Глава IV. Семейный портрет крупным планом

   После того как королевская семья оказала честь позировать перед объективом фотоаппарата, фотограф был в моде. И тут же все – и аристократы чистой воды, и просто состоятельные буржуа – принялись утверждать, что лучше не делают нигде – ни в Лондоне, ни в Париже.
   Эта же мысль сидела в красивой андалузской головке тщеславной, не знавшей ни в чем отказа Эмилии Аделаиде, когда она возвращалась после отдыха из Синтры, где как раз в этот год, на пикнике в Варзеа-де-Коларес, познакомилась со своим будущим мужем Руем Портела де Араужо.
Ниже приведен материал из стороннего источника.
impl JointBinding {
    pub(crate) fn new(id: JointId, owner: EntityId, config: JointConfig) -> Self {
        Self {
            id,
            owner,
            config,
            body_a: None,
            body_b: None,
            handle: None,
            enabled: true,
        }
    }

    /// Binding ID
    pub fn id(&self) -> JointId {
        self.id
    }

    /// Entity that owns the binding
    pub fn owner(&self) -> EntityId {
        self.owner
    }

    /// Current configuration
    pub fn config(&self) -> &JointConfig {
        &self.config
    }

    /// Live joint handle, if built
    pub fn handle(&self) -> Option<JointHandle> {
        self.handle
    }

    /// Whether the binding is enabled
    pub fn is_enabled(&self) -> bool {
        self.enabled
    }

    /// Check if the joint is waiting on an endpoint
    pub fn is_pending(&self) -> bool {
        self.body_a.is_none() || self.body_b.is_none()
    }

    /// Entity an endpoint resolves against
    pub fn endpoint_entity(&self, endpoint: Endpoint) -> Option<EntityId> {
        match endpoint {
            Endpoint::A => Some(self.config.entity_a.unwrap_or(self.owner)),
            Endpoint::B => self.config.entity_b,
        }
    }

    pub(crate) fn set_endpoint_entity(&mut self, endpoint: Endpoint, entity: Option<EntityId>) {
        match endpoint {
            Endpoint::A => self.config.entity_a = entity,
            Endpoint::B => self.config.entity_b = entity,
        }
    }

    /// Store (or clear) an endpoint body and rebuild or tear down accordingly
    pub(crate) fn set_endpoint_body(
        &mut self,
        endpoint: Endpoint,
        body: Option<BodyHandle>,
        controller: &mut WorldController,
    ) {
        match endpoint {
            Endpoint::A => self.body_a = body,
            Endpoint::B => self.body_b = body,
        }
        if body.is_some() {
            self.rebuild(controller);
        } else {
            self.remove_from_world(controller);
        }
    }

    /// Enable or disable. Disabling removes the joint from the world at once.
    pub(crate) fn set_enabled(&mut self, enabled: bool, controller: &mut WorldController) {
        if enabled == self.enabled {
            return;
        }
        self.enabled = enabled;
        if enabled {
            self.rebuild(controller);
        } else {
            self.remove_from_world(controller);
        }
    }

    /// Destroy any live joint and build a fresh one if both endpoints are known
    pub(crate) fn rebuild(&mut self, controller: &mut WorldController) {
        self.remove_from_world(controller);
        if !self.enabled {
            return;
        }
        let (Some(body_a), Some(body_b)) = (self.body_a, self.body_b) else {
            return;
        };
        let world = controller.world_mut();
        let (Some(a), Some(b)) = (world.body(body_a), world.body(body_b)) else {
            tracing::warn!("{} endpoints refer to missing bodies", self.id);
            return;
        };

        let kind = match &self.config.kind {
            JointKindConfig::Distance {
                local_anchor_a,
                local_anchor_b,
                distance,
            } => JointKind::Distance(DistanceJoint::new(a, b, *local_anchor_a, *local_anchor_b, *distance)),
            JointKindConfig::Prismatic {
                local_anchor_a,
                local_anchor_b,
                local_axis_a,
                disable_rotational_lock,
            } => JointKind::Prismatic(PrismaticJoint::new(
                a,
                b,
                *local_anchor_a,
                *local_anchor_b,
                *local_axis_a,
                !disable_rotational_lock,
            )),
            JointKindConfig::Revolute {
                local_pivot_a,
                local_pivot_b,
                limits_enabled,
                limits,
                motor_enabled,
                motor_speed,
                max_motor_torque,
            } => {
                let mut joint = RevoluteJoint::new(*local_pivot_a, *local_pivot_b);
                if *limits_enabled {
                    joint.set_limits(limits.x.to_radians(), limits.y.to_radians());
                }
                if *motor_enabled {
                    joint.enable_motor();
                }
                joint.set_motor_speed(*motor_speed);
                joint.set_max_motor_torque(*max_motor_torque);
                JointKind::Revolute(joint)
            }
        };

        let mut joint = Joint::new(body_a, body_b, kind);
        joint.collide_connected = self.config.collide_connected;
        joint.stiffness = self.config.stiffness;
        joint.relaxation = self.config.relaxation;

        let handle = world.add_joint(joint);
        self.handle = Some(handle);
        tracing::debug!("Built {} between {} and {}", self.id, body_a, body_b);
    }

    pub(crate) fn remove_from_world(&mut self, controller: &mut WorldController) {
        if let Some(handle) = self.handle.take() {
            controller.world_mut().remove_joint(handle);
            tracing::debug!("Removed {} from world", self.id);
        }
    }

    /// Apply a non-structural change to the config and the live joint
    pub(crate) fn apply(&mut self, attr: JointAttr, controller: &mut WorldController) -> Result<()> {
        let mismatch = || PhysicsError::InvalidSetting(format!("{attr:?} does not apply to this joint kind"));

        match (attr, &mut self.config.kind) {
            (JointAttr::Stiffness(v), _) => self.config.stiffness = v,
            (JointAttr::Relaxation(v), _) => self.config.relaxation = v,
            (JointAttr::CollideConnected(v), _) => self.config.collide_connected = v,
            (JointAttr::LocalAnchorA(v), JointKindConfig::Distance { local_anchor_a, .. })
            | (JointAttr::LocalAnchorA(v), JointKindConfig::Prismatic { local_anchor_a, .. })
            | (JointAttr::LocalAnchorA(v), JointKindConfig::Revolute { local_pivot_a: local_anchor_a, .. }) => {
                *local_anchor_a = v;
            }
            (JointAttr::LocalAnchorB(v), JointKindConfig::Distance { local_anchor_b, .. })
            | (JointAttr::LocalAnchorB(v), JointKindConfig::Prismatic { local_anchor_b, .. })
            | (JointAttr::LocalAnchorB(v), JointKindConfig::Revolute { local_pivot_b: local_anchor_b, .. }) => {
                *local_anchor_b = v;
            }
            (JointAttr::Distance(v), JointKindConfig::Distance { distance, .. }) => *distance = v,
            (JointAttr::LocalAxisA(v), JointKindConfig::Prismatic { local_axis_a, .. }) => *local_axis_a = v,
            (JointAttr::DisableRotationalLock(v), JointKindConfig::Prismatic { disable_rotational_lock, .. }) => {
                *disable_rotational_lock = v;
            }
            (JointAttr::LimitsEnabled(v), JointKindConfig::Revolute { limits_enabled, .. }) => *limits_enabled = v,
            (JointAttr::Limits(v), JointKindConfig::Revolute { limits, .. }) => *limits = v,
            (JointAttr::MotorEnabled(v), JointKindConfig::Revolute { motor_enabled, .. }) => *motor_enabled = v,
            (JointAttr::MotorSpeed(v), JointKindConfig::Revolute { motor_speed, .. }) => *motor_speed = v,
            (JointAttr::MaxMotorTorque(v), JointKindConfig::Revolute { max_motor_torque, .. }) => {
                *max_motor_torque = v;
            }
            _ => return Err(mismatch()),
        }

        let Some(handle) = self.handle else {
            return Ok(());
        };
        // Re-measuring and re-locking depend on the current poses
        if matches!(attr, JointAttr::Distance(None) | JointAttr::DisableRotationalLock(_)) {
            self.rebuild(controller);
            return Ok(());
        }
        let world = controller.world_mut();
        let Some(joint) = world.joint_mut(handle) else {
            return Ok(());
        };

        match attr {
            JointAttr::Stiffness(v) => joint.stiffness = v,
            JointAttr::Relaxation(v) => joint.relaxation = v,
            JointAttr::CollideConnected(v) => joint.collide_connected = v,
            JointAttr::LocalAnchorA(v) => match &mut joint.kind {
                JointKind::Distance(j) => j.local_anchor_a = v,
                JointKind::Prismatic(j) => j.local_anchor_a = v,
                JointKind::Revolute(j) => j.local_pivot_a = v,
            },
            JointAttr::LocalAnchorB(v) => match &mut joint.kind {
                JointKind::Distance(j) => j.local_anchor_b = v,
                JointKind::Prismatic(j) => j.local_anchor_b = v,
                JointKind::Revolute(j) => j.local_pivot_b = v,
            },
            JointAttr::Distance(v) => {
                if let (JointKind::Distance(j), Some(distance)) = (&mut joint.kind, v) {
                    j.distance = distance;
                }
            }
            JointAttr::LocalAxisA(v) => {
                if let JointKind::Prismatic(j) = &mut joint.kind {
                    j.local_axis_a = v;
                }
            }
            JointAttr::DisableRotationalLock(_) => {}
            JointAttr::LimitsEnabled(_) | JointAttr::Limits(_) => {
                if let (JointKind::Revolute(j), JointKindConfig::Revolute { limits_enabled, limits, .. }) =
                    (&mut joint.kind, &self.config.kind)
                {
                    if *limits_enabled {
                        j.set_limits(limits.x.to_radians(), limits.y.to_radians());
                    } else {
                        j.clear_limits();
                    }
                }
            }
            JointAttr::MotorEnabled(v) => {
                if let JointKind::Revolute(j) = &mut joint.kind {
                    if v {
                        j.enable_motor();
                    } else {
                        j.disable_motor();
                    }
                }
            }
            JointAttr::MotorSpeed(v) => {
                if let JointKind::Revolute(j) = &mut joint.kind {
                    j.set_motor_speed(v);
                }
            }
            JointAttr::MaxMotorTorque(v) => {
                if let JointKind::Revolute(j) = &mut joint.kind {
                    j.set_max_motor_torque(v);
                }
            }
        }
        Ok(())
    }
}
   Диого Релвас поехал за детьми в Синтру в новом фаэтоне, который был сделан домашним каретником Зе по образцу, изображенному в английском журнале. Релвас усовершенствовал фаэтон для своего удовольствия и удовольствия тех, кто удостаивался видеть это произведение, упряжкой из пяти очень выносливых и отменно красивых лошадей. Четыре лошади покорно шедшие друг за другом, были серо-розовые – гордость релвасовского тавра – ведь такого необычного сочетания белой, черной и красной шерсти было трудно добиться. Шерсть имела сиреневый отлив, что подчеркивалось контрастным черным цветом гривы и хвоста. Идущий во главе упряжки гордый, пожалуй более гордый, чем хозяин, конь с высоко поднятой головой, норовистый и в то же время сдержанный, высоко выбрасывающий передние но: и, был молочно-серебристого цвета. Он как бы задавал тон всей упряжке, которой мастерски правили хорошо знакомые с поводьями руки хозяина Алдебарана.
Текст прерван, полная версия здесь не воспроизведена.